What you print must match the data line for line.

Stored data

/---

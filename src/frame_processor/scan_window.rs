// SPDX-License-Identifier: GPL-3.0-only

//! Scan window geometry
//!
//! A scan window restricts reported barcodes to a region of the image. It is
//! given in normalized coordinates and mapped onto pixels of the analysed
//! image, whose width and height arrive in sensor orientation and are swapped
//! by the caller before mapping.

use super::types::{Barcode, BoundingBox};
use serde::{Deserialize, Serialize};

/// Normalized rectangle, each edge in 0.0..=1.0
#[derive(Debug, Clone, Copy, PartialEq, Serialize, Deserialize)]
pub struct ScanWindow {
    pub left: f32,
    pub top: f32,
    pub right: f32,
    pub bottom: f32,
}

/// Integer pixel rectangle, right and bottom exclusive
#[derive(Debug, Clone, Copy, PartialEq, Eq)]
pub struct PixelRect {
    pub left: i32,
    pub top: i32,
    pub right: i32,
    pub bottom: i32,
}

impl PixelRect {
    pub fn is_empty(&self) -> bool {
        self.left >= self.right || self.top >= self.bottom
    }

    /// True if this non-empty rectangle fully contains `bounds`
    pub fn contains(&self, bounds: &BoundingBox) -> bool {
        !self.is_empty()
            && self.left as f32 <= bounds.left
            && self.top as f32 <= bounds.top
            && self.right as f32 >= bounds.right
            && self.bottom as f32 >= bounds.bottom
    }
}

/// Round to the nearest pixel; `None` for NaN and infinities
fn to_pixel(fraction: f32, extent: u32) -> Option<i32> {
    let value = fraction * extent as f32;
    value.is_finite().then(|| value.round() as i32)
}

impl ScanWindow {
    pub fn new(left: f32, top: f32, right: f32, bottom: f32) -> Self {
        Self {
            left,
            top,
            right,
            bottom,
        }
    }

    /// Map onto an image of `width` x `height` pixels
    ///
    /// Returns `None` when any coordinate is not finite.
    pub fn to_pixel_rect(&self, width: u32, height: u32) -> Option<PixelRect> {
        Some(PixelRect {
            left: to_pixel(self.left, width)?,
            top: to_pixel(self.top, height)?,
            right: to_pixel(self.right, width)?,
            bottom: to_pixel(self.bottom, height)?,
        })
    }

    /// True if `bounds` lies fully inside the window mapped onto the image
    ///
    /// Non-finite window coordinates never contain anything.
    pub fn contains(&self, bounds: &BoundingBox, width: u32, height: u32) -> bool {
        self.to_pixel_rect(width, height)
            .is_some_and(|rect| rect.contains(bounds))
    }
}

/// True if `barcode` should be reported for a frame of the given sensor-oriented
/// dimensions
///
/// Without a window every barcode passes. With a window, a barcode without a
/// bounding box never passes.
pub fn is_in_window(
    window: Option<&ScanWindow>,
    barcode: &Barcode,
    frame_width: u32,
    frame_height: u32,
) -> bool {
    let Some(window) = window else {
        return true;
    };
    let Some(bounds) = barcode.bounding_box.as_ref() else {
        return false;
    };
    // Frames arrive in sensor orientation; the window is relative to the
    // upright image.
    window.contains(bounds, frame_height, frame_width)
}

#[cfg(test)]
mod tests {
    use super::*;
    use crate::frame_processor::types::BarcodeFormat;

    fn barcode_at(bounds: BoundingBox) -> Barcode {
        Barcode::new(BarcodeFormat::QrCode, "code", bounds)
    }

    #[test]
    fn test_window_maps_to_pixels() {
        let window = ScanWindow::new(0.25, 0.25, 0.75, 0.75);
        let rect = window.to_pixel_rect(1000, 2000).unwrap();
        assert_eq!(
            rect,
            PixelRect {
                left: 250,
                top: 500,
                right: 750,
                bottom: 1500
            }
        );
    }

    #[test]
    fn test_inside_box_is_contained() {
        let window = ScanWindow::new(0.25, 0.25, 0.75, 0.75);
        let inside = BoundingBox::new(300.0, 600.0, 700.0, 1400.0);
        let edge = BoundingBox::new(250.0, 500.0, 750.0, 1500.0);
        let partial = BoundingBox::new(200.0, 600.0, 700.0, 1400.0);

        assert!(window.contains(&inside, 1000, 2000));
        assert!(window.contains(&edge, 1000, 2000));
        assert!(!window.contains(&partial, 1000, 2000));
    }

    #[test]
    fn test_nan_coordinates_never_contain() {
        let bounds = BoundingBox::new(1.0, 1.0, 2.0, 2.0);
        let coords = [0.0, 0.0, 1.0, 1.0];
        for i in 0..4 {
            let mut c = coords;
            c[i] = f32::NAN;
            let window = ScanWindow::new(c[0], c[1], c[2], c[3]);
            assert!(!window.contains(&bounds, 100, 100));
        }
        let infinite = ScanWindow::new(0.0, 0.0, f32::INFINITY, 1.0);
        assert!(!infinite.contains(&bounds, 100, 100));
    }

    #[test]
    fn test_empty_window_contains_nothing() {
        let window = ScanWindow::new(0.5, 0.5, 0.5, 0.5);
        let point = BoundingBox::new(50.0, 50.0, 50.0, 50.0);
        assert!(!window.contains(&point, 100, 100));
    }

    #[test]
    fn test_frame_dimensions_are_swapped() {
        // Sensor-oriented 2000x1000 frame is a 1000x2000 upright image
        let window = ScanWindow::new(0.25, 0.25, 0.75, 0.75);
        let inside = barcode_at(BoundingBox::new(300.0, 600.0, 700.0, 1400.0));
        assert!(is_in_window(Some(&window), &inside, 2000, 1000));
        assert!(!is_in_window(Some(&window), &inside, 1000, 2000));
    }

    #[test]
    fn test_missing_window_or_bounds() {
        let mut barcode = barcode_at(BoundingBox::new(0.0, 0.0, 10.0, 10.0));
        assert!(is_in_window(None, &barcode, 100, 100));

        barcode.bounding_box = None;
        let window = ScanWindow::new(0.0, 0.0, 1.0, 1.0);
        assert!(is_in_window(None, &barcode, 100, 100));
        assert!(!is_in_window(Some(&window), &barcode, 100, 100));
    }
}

\---

**RESULT OF THIS EXERCISE**
filename src/frame_processor/scan_window.rs
// SPDX-License-Identifier: GPL-3.0-only

//! Scan window geometry
//!
//! A scan window restricts reported barcodes to a region of the image. It is
//! given in normalized coordinates and mapped onto pixels of the analysed
//! image, whose width and height arrive in sensor orientation and are swapped
//! by the caller before mapping.

use super::types::{Barcode, BoundingBox};
use serde::{Deserialize, Serialize};

/// Normalized rectangle, each edge in 0.0..=1.0
#[derive(Debug, Clone, Copy, PartialEq, Serialize, Deserialize)]
pub struct ScanWindow {
    pub left: f32,
    pub top: f32,
    pub right: f32,
    pub bottom: f32,
}

/// Integer pixel rectangle, right and bottom exclusive
#[derive(Debug, Clone, Copy, PartialEq, Eq)]
pub struct PixelRect {
    pub left: i32,
    pub top: i32,
    pub right: i32,
    pub bottom: i32,
}

impl PixelRect {
    pub fn is_empty(&self) -> bool {
        self.left >= self.right || self.top >= self.bottom
    }

    /// True if this non-empty rectangle fully contains `bounds`
    pub fn contains(&self, bounds: &BoundingBox) -> bool {
        !self.is_empty()
            && self.left as f32 <= bounds.left
            && self.top as f32 <= bounds.top
            && self.right as f32 >= bounds.right
            && self.bottom as f32 >= bounds.bottom
    }
}

/// Round to the nearest pixel; `None` for NaN and infinities
fn to_pixel(fraction: f32, extent: u32) -> Option<i32> {
    let value = fraction * extent as f32;
    value.is_finite().then(|| value.round() as i32)
}

impl ScanWindow {
    pub fn new(left: f32, top: f32, right: f32, bottom: f32) -> Self {
        Self {
            left,
            top,
            right,
            bottom,
        }
    }

    /// Map onto an image of `width` x `height` pixels
    ///
    /// Returns `None` when any coordinate is not finite.
    pub fn to_pixel_rect(&self, width: u32, height: u32) -> Option<PixelRect> {
        Some(PixelRect {
            left: to_pixel(self.left, width)?,
            top: to_pixel(self.top, height)?,
            right: to_pixel(self.right, width)?,
            bottom: to_pixel(self.bottom, height)?,
        })
    }

    /// True if `bounds` lies fully inside the window mapped onto the image
    ///
    /// Non-finite window coordinates never contain anything.
    pub fn contains(&self, bounds: &BoundingBox, width: u32, height: u32) -> bool {
        self.to_pixel_rect(width, height)
            .is_some_and(|rect| rect.contains(bounds))
    }
}

/// True if `barcode` should be reported for a frame of the given sensor-oriented
/// dimensions
///
/// Without a window every barcode passes. With a window, a barcode without a
/// bounding box never passes.
pub fn is_in_window(
    window: Option<&ScanWindow>,
    barcode: &Barcode,
    frame_width: u32,
    frame_height: u32,
) -> bool {
    let Some(window) = window else {
        return true;
    };
    let Some(bounds) = barcode.bounding_box.as_ref() else {
        return false;
    };
    // Frames arrive in sensor orientation; the window is relative to the
    // upright image.
    window.contains(bounds, frame_height, frame_width)
}

#[cfg(test)]
mod tests {
    use super::*;
    use crate::frame_processor::types::BarcodeFormat;

    fn barcode_at(bounds: BoundingBox) -> Barcode {
        Barcode::new(BarcodeFormat::QrCode, "code", bounds)
    }

    #[test]
    fn test_window_maps_to_pixels() {
        let window = ScanWindow::new(0.25, 0.25, 0.75, 0.75);
        let rect = window.to_pixel_rect(1000, 2000).unwrap();
        assert_eq!(
            rect,
            PixelRect {
                left: 250,
                top: 500,
                right: 750,
                bottom: 1500
            }
        );
    }

    #[test]
    fn test_inside_box_is_contained() {
        let window = ScanWindow::new(0.25, 0.25, 0.75, 0.75);
        let inside = BoundingBox::new(300.0, 600.0, 700.0, 1400.0);
        let edge = BoundingBox::new(250.0, 500.0, 750.0, 1500.0);
        let partial = BoundingBox::new(200.0, 600.0, 700.0, 1400.0);

        assert!(window.contains(&inside, 1000, 2000));
        assert!(window.contains(&edge, 1000, 2000));
        assert!(!window.contains(&partial, 1000, 2000));
    }

    #[test]
    fn test_nan_coordinates_never_contain() {
        let bounds = BoundingBox::new(1.0, 1.0, 2.0, 2.0);
        let coords = [0.0, 0.0, 1.0, 1.0];
        for i in 0..4 {
            let mut c = coords;
            c[i] = f32::NAN;
            let window = ScanWindow::new(c[0], c[1], c[2], c[3]);
            assert!(!window.contains(&bounds, 100, 100));
        }
        let infinite = ScanWindow::new(0.0, 0.0, f32::INFINITY, 1.0);
        assert!(!infinite.contains(&bounds, 100, 100));
    }

    #[test]
    fn test_empty_window_contains_nothing() {
        let window = ScanWindow::new(0.5, 0.5, 0.5, 0.5);
        let point = BoundingBox::new(50.0, 50.0, 50.0, 50.0);
        assert!(!window.contains(&point, 100, 100));
    }

    #[test]
    fn test_frame_dimensions_are_swapped() {
        // Sensor-oriented 2000x1000 frame is a 1000x2000 upright image
        let window = ScanWindow::new(0.25, 0.25, 0.75, 0.75);
        let inside = barcode_at(BoundingBox::new(300.0, 600.0, 700.0, 1400.0));
        assert!(is_in_window(Some(&window), &inside, 2000, 1000));
        assert!(!is_in_window(Some(&window), &inside, 1000, 2000));
    }

    #[test]
    fn test_missing_window_or_bounds() {
        let mut barcode = barcode_at(BoundingBox::new(0.0, 0.0, 10.0, 10.0));
        assert!(is_in_window(None, &barcode, 100, 100));

        barcode.bounding_box = None;
        let window = ScanWindow::new(0.0, 0.0, 1.0, 1.0);
        assert!(is_in_window(None, &barcode, 100, 100));
        assert!(!is_in_window(Some(&window), &barcode, 100, 100));
    }
}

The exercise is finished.